*** Source data
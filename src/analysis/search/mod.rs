//
// This file is part of noughts.
//
// noughts is free software: you can redistribute it and/or modify
// it under the terms of the GNU General Public License as published by
// the Free Software Foundation, either version 3 of the License, or
// (at your option) any later version.
//
// noughts is distributed in the hope that it will be useful,
// but WITHOUT ANY WARRANTY; without even the implied warranty of
// MERCHANTABILITY or FITNESS FOR A PARTICULAR PURPOSE. See the
// GNU General Public License for more details.
//
// You should have received a copy of the GNU General Public License
// along with noughts. If not, see <http://www.gnu.org/licenses/>.
//
// Copyright 2016-2017 Chris Foster
//

//! Tools for searching the game tree.

use std::fmt;

use crate::analysis::Score;
use crate::board::{Board, Mark, Move};

/// The result of a search.
#[derive(Clone, Debug)]
pub struct Analysis {
    /// The board on which the search was performed.
    pub board: Board,
    /// The mark the search played for.
    pub mark: Mark,
    /// The chosen move, or `None` if the board was already decided.
    pub best: Option<Move>,
    /// The score of `best`.
    pub evaluation: Option<Score>,
    /// Every root move that was examined, in scan order, with its score.
    pub candidates: Vec<(Move, Score)>,
    /// Statistics from the search.
    pub statistics: Statistics,
}

/// Provides search capabilities.
pub trait Search {
    /// Generates an analysis of `board` for `mark`, which is to move.
    ///
    /// The board is explored in place and is left exactly as it was found.
    fn search(&mut self, board: &mut Board, mark: Mark) -> Analysis;
}

/// Returns the best move for `mark` on `board`, or `None` if the game is over.
///
/// Ties go to the first move in scan order.
///
/// # Example
///
/// ```rust
/// use noughts::{find_best_move, Board, Mark, Move};
///
/// let mut board: Board = "XX./OO./...".parse().unwrap();
/// assert_eq!(find_best_move(&mut board, Mark::X), Some(Move::new(0, 2).unwrap()));
/// ```
pub fn find_best_move(board: &mut Board, mark: Mark) -> Option<Move> {
    MinimaxSearch::new().search(board, mark).best
}

impl fmt::Display for Analysis {
    fn fmt(&self, f: &mut fmt::Formatter) -> fmt::Result {
        writeln!(f, "State:\n{}", self.board)?;
        writeln!(f, "Searching for: {}", self.mark)?;
        match (self.best, self.evaluation) {
            (Some(best), Some(evaluation)) => {
                writeln!(f, "Best Move: {}", best)?;
                writeln!(f, "Evaluation: {}", evaluation)?;
            },
            _ => writeln!(f, "Best Move: none")?,
        }
        write!(f, "Candidates:")?;
        for &(ply, score) in &self.candidates {
            write!(f, "\n  {}\t{}", ply, score)?;
        }
        write!(f, "\nStatistics:\n{}", self.statistics)
    }
}

pub use self::minimax::{MinimaxSearch, Statistics, StatisticsLevel};

mod minimax;
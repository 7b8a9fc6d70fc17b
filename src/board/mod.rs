//
// This file is part of noughts.
//
// noughts is free software: you can redistribute it and/or modify
// it under the terms of the GNU General Public License as published by
// the Free Software Foundation, either version 3 of the License, or
// (at your option) any later version.
//
// noughts is distributed in the hope that it will be useful,
// but WITHOUT ANY WARRANTY; without even the implied warranty of
// MERCHANTABILITY or FITNESS FOR A PARTICULAR PURPOSE. See the
// GNU General Public License for more details.
//
// You should have received a copy of the GNU General Public License
// along with noughts. If not, see <http://www.gnu.org/licenses/>.
//
// Copyright 2016-2017 Chris Foster
//

//! The 3x3 board and the marks that go on it.

use crate::error::{Error, Result};

/// The length of a row or column.
pub const SIZE: usize = 3;

/// The number of cells on the board, which is also the longest possible game in plies.
pub const CELLS: usize = SIZE * SIZE;

/// Every row, column, and diagonal, as cell indices.
const LINES: [[usize; 3]; 8] = [
    [0, 1, 2],
    [3, 4, 5],
    [6, 7, 8],
    [0, 3, 6],
    [1, 4, 7],
    [2, 5, 8],
    [0, 4, 8],
    [2, 4, 6],
];

/// Either X or O.
#[derive(Clone, Copy, Debug, Hash, Eq, PartialEq)]
pub enum Mark {
    X,
    O,
}

impl Mark {
    /// Returns the other mark.
    pub fn opponent(self) -> Mark {
        match self {
            Mark::X => Mark::O,
            Mark::O => Mark::X,
        }
    }

    /// The mark's weight in a line sum.  The two marks are opposite in sign, so
    /// only three identical marks can reach a sum of 3 or -3.
    pub fn value(self) -> i8 {
        match self {
            Mark::X => 1,
            Mark::O => -1,
        }
    }
}

/// A cell on the board, addressed by row and column.
///
/// A `Move` can only be built from on-board coordinates, so whether it can be
/// played depends only on the cell being empty.
#[derive(Clone, Copy, Debug, Hash, Eq, PartialEq)]
pub struct Move {
    row: usize,
    column: usize,
}

impl Move {
    /// Creates a move, rejecting coordinates outside `0..3`.
    pub fn new(row: usize, column: usize) -> Result<Move> {
        if row >= SIZE || column >= SIZE {
            return Err(Error::OutOfBounds { row, column });
        }
        Ok(Move { row, column })
    }

    /// Creates a move from a row-major cell index in `0..9`.
    pub fn from_index(index: usize) -> Result<Move> {
        Move::new(index / SIZE, index % SIZE)
    }

    pub fn row(&self) -> usize {
        self.row
    }

    pub fn column(&self) -> usize {
        self.column
    }

    /// The row-major cell index.
    pub fn index(&self) -> usize {
        self.row * SIZE + self.column
    }
}

/// What the cells of a board add up to.
#[derive(Clone, Copy, Debug, Eq, Hash, PartialEq)]
pub enum Outcome {
    Win(Mark),
    Draw,
    Ongoing,
}

impl Outcome {
    /// Returns `true` for a win or a draw.
    pub fn is_terminal(&self) -> bool {
        *self != Outcome::Ongoing
    }

    pub fn winner(&self) -> Option<Mark> {
        match *self {
            Outcome::Win(mark) => Some(mark),
            _ => None,
        }
    }
}

/// The 3x3 game board.
///
/// The board records marks and counts them; it does not know whose turn it is.
/// Alternation is the business of whoever owns the board.
#[derive(Clone, Debug, Default, Eq, Hash, PartialEq)]
pub struct Board {
    cells: [Option<Mark>; CELLS],
    turns: u8,
}

impl Board {
    /// Creates an empty board.
    pub fn new() -> Board {
        Board::default()
    }

    pub(crate) fn from_cells(cells: [Option<Mark>; CELLS]) -> Board {
        let turns = cells.iter().filter(|cell| cell.is_some()).count() as u8;
        Board { cells, turns }
    }

    /// Returns the mark in the cell at `ply`, if any.
    pub fn get(&self, ply: Move) -> Option<Mark> {
        self.cells[ply.index()]
    }

    /// The cells in row-major order.
    pub fn cells(&self) -> &[Option<Mark>; CELLS] {
        &self.cells
    }

    /// The number of marks on the board.
    pub fn turns(&self) -> usize {
        self.turns as usize
    }

    pub fn is_full(&self) -> bool {
        self.cells.iter().all(|cell| cell.is_some())
    }

    /// Returns the mark to move, given the mark that opened the game.
    pub fn next_mark(&self, first: Mark) -> Mark {
        if self.turns % 2 == 0 {
            first
        } else {
            first.opponent()
        }
    }

    /// Sums each line and reports a win for any line at 3 or -3.  Failing
    /// that, a full board is a draw.
    pub fn outcome(&self) -> Outcome {
        for line in LINES.iter() {
            let sum: i8 = line
                .iter()
                .map(|&index| self.cells[index].map_or(0, Mark::value))
                .sum();

            match sum {
                3 => return Outcome::Win(Mark::X),
                -3 => return Outcome::Win(Mark::O),
                _ => (),
            }
        }

        if self.is_full() {
            Outcome::Draw
        } else {
            Outcome::Ongoing
        }
    }

    /// Every empty cell, top row first, left to right.  The search breaks ties
    /// in this order.
    pub fn legal_moves(&self) -> Vec<Move> {
        let mut moves = Vec::with_capacity(CELLS - self.turns());
        self.legal_moves_into(&mut moves);
        moves
    }

    /// Appends every empty cell to `moves`, in the same order as `legal_moves`.
    pub fn legal_moves_into(&self, moves: &mut Vec<Move>) {
        for (index, cell) in self.cells.iter().enumerate() {
            if cell.is_none() {
                moves.push(Move {
                    row: index / SIZE,
                    column: index % SIZE,
                });
            }
        }
    }

    pub fn is_legal(&self, ply: Move) -> bool {
        self.cells[ply.index()].is_none()
    }

    /// Places `mark` at `ply`.
    ///
    /// The cell must be empty.  This is only checked in debug builds.
    pub fn play(&mut self, mark: Mark, ply: Move) {
        let cell = &mut self.cells[ply.index()];
        debug_assert!(cell.is_none(), "{} played on occupied cell {}", mark, ply);

        if cell.is_none() {
            self.turns += 1;
        }
        *cell = Some(mark);
    }

    /// Clears the cell at `ply`, reversing an earlier `play`.
    pub fn undo(&mut self, ply: Move) {
        let cell = &mut self.cells[ply.index()];
        debug_assert!(cell.is_some(), "undo on empty cell {}", ply);

        if cell.take().is_some() {
            self.turns -= 1;
        }
    }

    /// Clears every cell.
    pub fn reset(&mut self) {
        self.cells = [None; CELLS];
        self.turns = 0;
    }
}

mod display;
mod parse;
extern crate noughts;

use noughts::game::Tally;
use noughts::{Command, Error, Game, Mark, Move, Outcome, Phase, Settings, Step};

fn at(row: usize, column: usize) -> Move {
    Move::new(row, column).unwrap()
}

/// Plays a human who always takes the lowest numbered empty cell until the
/// round ends.
fn play_round(game: &mut Game) -> Outcome {
    loop {
        let step = if game.is_computer_turn() {
            game.apply(Command::Computer).unwrap()
        } else {
            let ply = game.board().legal_moves()[0];
            game.apply(Command::Place(ply)).unwrap()
        };

        if let Step::Moved(turn) = step {
            if turn.outcome.is_terminal() {
                assert_eq!(game.phase(), Phase::RoundOver(turn.outcome));
                return turn.outcome;
            }
        }
    }
}

#[test]
fn test_computer_beats_naive_human() {
    let mut game = Game::new(Settings::default());
    let outcome = play_round(&mut game);

    assert_eq!(outcome, Outcome::Win(Mark::O));
    assert_eq!(game.tally(), &Tally { x_wins: 0, o_wins: 1, draws: 0 });
}

#[test]
fn test_round_over_blocks_moves_until_next_round() {
    let mut game = Game::new(Settings::default());
    play_round(&mut game);

    let board = game.board().clone();
    assert_eq!(game.apply(Command::Computer), Err(Error::RoundOver));
    assert_eq!(game.apply(Command::Place(at(2, 2))), Err(Error::RoundOver));
    assert_eq!(game.board(), &board);

    assert_eq!(game.apply(Command::NextRound), Ok(Step::NextRound));
    assert_eq!(game.phase(), Phase::InProgress);
    assert_eq!(game.board().turns(), 0);
}

#[test]
fn test_loser_opens_next_round() {
    let mut game = Game::new(Settings::default());
    play_round(&mut game);

    // O made the winning move, so X opens.
    game.apply(Command::NextRound).unwrap();
    assert_eq!(game.to_move(), Mark::X);
    assert!(!game.is_computer_turn());
}

#[test]
fn test_session_of_rounds() {
    let mut game = Game::new(Settings { computer: Mark::X, first: Mark::O });

    for _ in 0..4 {
        let outcome = play_round(&mut game);
        assert_ne!(outcome, Outcome::Win(Mark::O));
        game.apply(Command::NextRound).unwrap();
    }

    assert_eq!(game.tally().rounds(), 4);
    assert_eq!(game.tally().wins(Mark::O), 0);

    assert_eq!(game.apply(Command::Quit), Ok(Step::Quit));
    assert_eq!(game.phase(), Phase::Quit);
    assert_eq!(game.apply(Command::NextRound), Err(Error::SessionOver));
}

#[test]
fn test_human_moves_are_recorded() {
    let mut game = Game::new(Settings { computer: Mark::O, first: Mark::X });
    let turn = game.play_human(at(1, 1)).unwrap();

    assert_eq!(turn.mark, Mark::X);
    assert_eq!(turn.ply, at(1, 1));
    assert_eq!(turn.outcome, Outcome::Ongoing);
    assert_eq!(game.board().get(at(1, 1)), Some(Mark::X));
    assert!(game.is_computer_turn());
    assert_eq!(game.play_human(at(0, 0)), Err(Error::NotYourTurn(Mark::X)));
}
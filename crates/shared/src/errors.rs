//! Error envelope types and helpers.

use serde::{Deserialize, Serialize};
use std::collections::BTreeMap;
use std::{fmt, io};

/// Diagnostic context attached to errors.
pub type ErrorMetadata = BTreeMap<String, String>;

/// High-level classification of error origin.
#[derive(Debug, Clone, Copy, PartialEq, Eq, Hash, Serialize, Deserialize)]
pub enum ErrorKind {
    /// Expected failures (validation, user input, cancellation).
    Expected,
    /// Invariant violations.
    Invariant,
    /// Unexpected failures (I/O, external dependencies).
    Unexpected,
}

impl ErrorKind {
    /// Code carried by an envelope of this kind when no specific code was chosen.
    #[must_use]
    pub fn default_code(self) -> ErrorCode {
        match self {
            Self::Expected => ErrorCode::invalid_input(),
            Self::Invariant => ErrorCode::invariant(),
            Self::Unexpected => ErrorCode::internal(),
        }
    }
}

impl fmt::Display for ErrorKind {
    fn fmt(&self, formatter: &mut fmt::Formatter<'_>) -> fmt::Result {
        match self {
            Self::Expected => formatter.write_str("expected"),
            Self::Invariant => formatter.write_str("invariant"),
            Self::Unexpected => formatter.write_str("unexpected"),
        }
    }
}

/// Retry classification for failure handling.
#[derive(Debug, Clone, Copy, PartialEq, Eq, Hash, Serialize, Deserialize)]
pub enum ErrorClass {
    /// The operation can be retried safely.
    Retriable,
    /// The operation should not be retried.
    NonRetriable,
}

impl fmt::Display for ErrorClass {
    fn fmt(&self, formatter: &mut fmt::Formatter<'_>) -> fmt::Result {
        formatter.write_str(match self {
            Self::Retriable => "retriable",
            Self::NonRetriable => "non-retriable",
        })
    }
}

/// Stable error code: a namespace plus an identifier, shown as `ns:id`.
#[derive(Debug, Clone, PartialEq, Eq, Hash, Serialize, Deserialize)]
pub struct ErrorCode {
    namespace: String,
    code: String,
}

impl ErrorCode {
    /// Build a code from its two parts.
    pub fn new(namespace: impl Into<String>, code: impl Into<String>) -> Self {
        Self {
            namespace: namespace.into(),
            code: code.into(),
        }
    }

    fn core(code: &str) -> Self {
        Self::new("core", code)
    }

    /// `core:cancelled`
    pub fn cancelled() -> Self {
        Self::core("cancelled")
    }

    /// `core:invalid_input`, the default for expected failures.
    pub fn invalid_input() -> Self {
        Self::core("invalid_input")
    }

    /// `core:invariant`, the default for invariant violations.
    pub fn invariant() -> Self {
        Self::core("invariant")
    }

    /// `core:not_found`
    pub fn not_found() -> Self {
        Self::core("not_found")
    }

    /// `core:timeout`
    pub fn timeout() -> Self {
        Self::core("timeout")
    }

    /// `core:io`
    pub fn io() -> Self {
        Self::core("io")
    }

    /// `core:internal`, the default for unexpected failures.
    pub fn internal() -> Self {
        Self::core("internal")
    }

    /// Namespace part.
    #[must_use]
    pub fn namespace(&self) -> &str {
        &self.namespace
    }

    /// Identifier part.
    #[must_use]
    pub fn code(&self) -> &str {
        &self.code
    }
}

impl fmt::Display for ErrorCode {
    fn fmt(&self, formatter: &mut fmt::Formatter<'_>) -> fmt::Result {
        write!(formatter, "{}:{}", self.namespace, self.code)
    }
}

/// Structured error envelope shared across crates.
///
/// Every envelope carries a stable code, free-form diagnostic metadata and an
/// optional cause, so wrappers can enrich one envelope from another without
/// losing the original failure.
#[derive(Debug, Clone, PartialEq, Eq, Serialize, Deserialize)]
pub struct ErrorEnvelope {
    /// Origin category.
    pub kind: ErrorKind,
    /// Retry classification.
    pub class: ErrorClass,
    /// Stable error code.
    pub code: ErrorCode,
    /// Human-readable message.
    pub message: String,
    /// Diagnostic context.
    #[serde(default, skip_serializing_if = "BTreeMap::is_empty")]
    pub metadata: ErrorMetadata,
    /// The failure this envelope was raised from, if any.
    #[serde(default, skip_serializing_if = "Option::is_none")]
    pub cause: Option<Box<ErrorEnvelope>>,
}

impl ErrorEnvelope {
    /// Expected, non-retriable failure.
    pub fn expected(code: ErrorCode, message: impl Into<String>) -> Self {
        Self::build(ErrorKind::Expected, ErrorClass::NonRetriable, code, message.into())
    }

    /// Unexpected failure with an explicit retry classification.
    pub fn unexpected(code: ErrorCode, message: impl Into<String>, class: ErrorClass) -> Self {
        Self::build(ErrorKind::Unexpected, class, code, message.into())
    }

    /// Non-retriable failure of `kind` carrying that kind's default code.
    pub fn of_kind(kind: ErrorKind, message: impl Into<String>) -> Self {
        Self::build(kind, ErrorClass::NonRetriable, kind.default_code(), message.into())
    }

    const fn build(kind: ErrorKind, class: ErrorClass, code: ErrorCode, message: String) -> Self {
        Self {
            kind,
            class,
            code,
            message,
            metadata: BTreeMap::new(),
            cause: None,
        }
    }

    /// Returns true when the code is still the default for this envelope's kind.
    #[must_use]
    pub fn has_default_code(&self) -> bool {
        self.code == self.kind.default_code()
    }

    /// Attach a single metadata entry.
    #[must_use]
    pub fn with_metadata(mut self, key: impl Into<String>, value: impl Into<String>) -> Self {
        self.metadata.insert(key.into(), value.into());
        self
    }

    /// Merge a metadata map; incoming keys overwrite existing ones.
    #[must_use]
    pub fn with_context(mut self, context: ErrorMetadata) -> Self {
        self.metadata.extend(context);
        self
    }

    /// Set the direct cause, replacing any previous one.
    #[must_use]
    pub fn with_cause(mut self, cause: Self) -> Self {
        self.cause = Some(Box::new(cause));
        self
    }

    /// Append `cause` below the last envelope of this chain.
    ///
    /// Existing causes stay in place; `cause` becomes the new root.
    #[must_use]
    pub fn with_root_cause(mut self, cause: Self) -> Self {
        let root = match self.cause.take() {
            Some(existing) => (*existing).with_root_cause(cause),
            None => cause,
        };
        self.cause = Some(Box::new(root));
        self
    }

    /// Returns the direct cause, if any.
    #[must_use]
    pub fn cause(&self) -> Option<&Self> {
        self.cause.as_deref()
    }

    /// Iterate from this envelope through its chain of causes.
    #[must_use]
    pub const fn chain(&self) -> Chain<'_> {
        Chain { next: Some(self) }
    }
}

/// Iterator over an envelope and its causes.
#[derive(Debug, Clone)]
pub struct Chain<'a> {
    next: Option<&'a ErrorEnvelope>,
}

impl<'a> Iterator for Chain<'a> {
    type Item = &'a ErrorEnvelope;

    fn next(&mut self) -> Option<Self::Item> {
        let current = self.next?;
        self.next = current.cause();
        Some(current)
    }
}

impl fmt::Display for ErrorEnvelope {
    fn fmt(&self, formatter: &mut fmt::Formatter<'_>) -> fmt::Result {
        write!(
            formatter,
            "{} {} {}: {}",
            self.kind, self.class, self.code, self.message
        )
    }
}

impl std::error::Error for ErrorEnvelope {
    fn source(&self) -> Option<&(dyn std::error::Error + 'static)> {
        self.cause.as_deref().map(|cause| {
            let source: &(dyn std::error::Error + 'static) = cause;
            source
        })
    }
}

impl From<io::Error> for ErrorEnvelope {
    fn from(error: io::Error) -> Self {
        normalize_unexpected_error(&error)
    }
}

/// Wrap a foreign error as an unexpected envelope.
///
/// An `io::Error` anywhere in the source chain decides the code and retry
/// class; anything else becomes `core:internal`.
pub fn normalize_unexpected_error(error: &(dyn std::error::Error + 'static)) -> ErrorEnvelope {
    let io_kind = std::iter::successors(Some(error), |current| current.source())
        .find_map(|current| current.downcast_ref::<io::Error>())
        .map(io::Error::kind);

    let (code, class) = match io_kind {
        None => (ErrorCode::internal(), ErrorClass::NonRetriable),
        Some(io::ErrorKind::NotFound) => (ErrorCode::not_found(), ErrorClass::NonRetriable),
        Some(io::ErrorKind::TimedOut) => (ErrorCode::timeout(), ErrorClass::Retriable),
        Some(io::ErrorKind::Interrupted) => (ErrorCode::cancelled(), ErrorClass::Retriable),
        Some(
            io::ErrorKind::WouldBlock
            | io::ErrorKind::ConnectionAborted
            | io::ErrorKind::ConnectionReset
            | io::ErrorKind::NotConnected
            | io::ErrorKind::BrokenPipe,
        ) => (ErrorCode::io(), ErrorClass::Retriable),
        Some(_) => (ErrorCode::io(), ErrorClass::NonRetriable),
    };
    ErrorEnvelope::unexpected(code, error.to_string(), class)
}
//! # foundation-ports
//!
//! Boundary contracts for the foundation workspace: structured logging and
//! the collaborators used by tool management.
//!
//! This crate depends only on `shared`.

use std::future::Future;
use std::pin::Pin;

/// Boxed future used by port traits.
///
/// Boundary traits for I/O-bound work return boxed futures so they stay
/// object-safe.
pub type BoxFuture<'a, T> = Pin<Box<dyn Future<Output = T> + Send + 'a>>;

/// Returns the ports crate version.
#[must_use]
pub const fn ports_crate_version() -> &'static str {
    env!("CARGO_PKG_VERSION")
}

pub mod logger;
pub mod tools;

pub use logger::*;
pub use tools::*;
******
| Prompt |
In the entries above, identify every line with the word "Hash". Copy those lines.

| Task result |
#[derive(Clone, Copy, Debug, Hash, Eq, PartialEq)]
#[derive(Clone, Copy, Debug, Hash, Eq, PartialEq)]
#[derive(Clone, Copy, Debug, Eq, Hash, PartialEq)]
#[derive(Clone, Debug, Default, Eq, Hash, PartialEq)]
#[derive(Debug, Clone, Copy, PartialEq, Eq, Hash, Serialize, Deserialize)]
#[derive(Debug, Clone, Copy, PartialEq, Eq, Hash, Serialize, Deserialize)]
#[derive(Debug, Clone, PartialEq, Eq, Hash, Serialize, Deserialize)]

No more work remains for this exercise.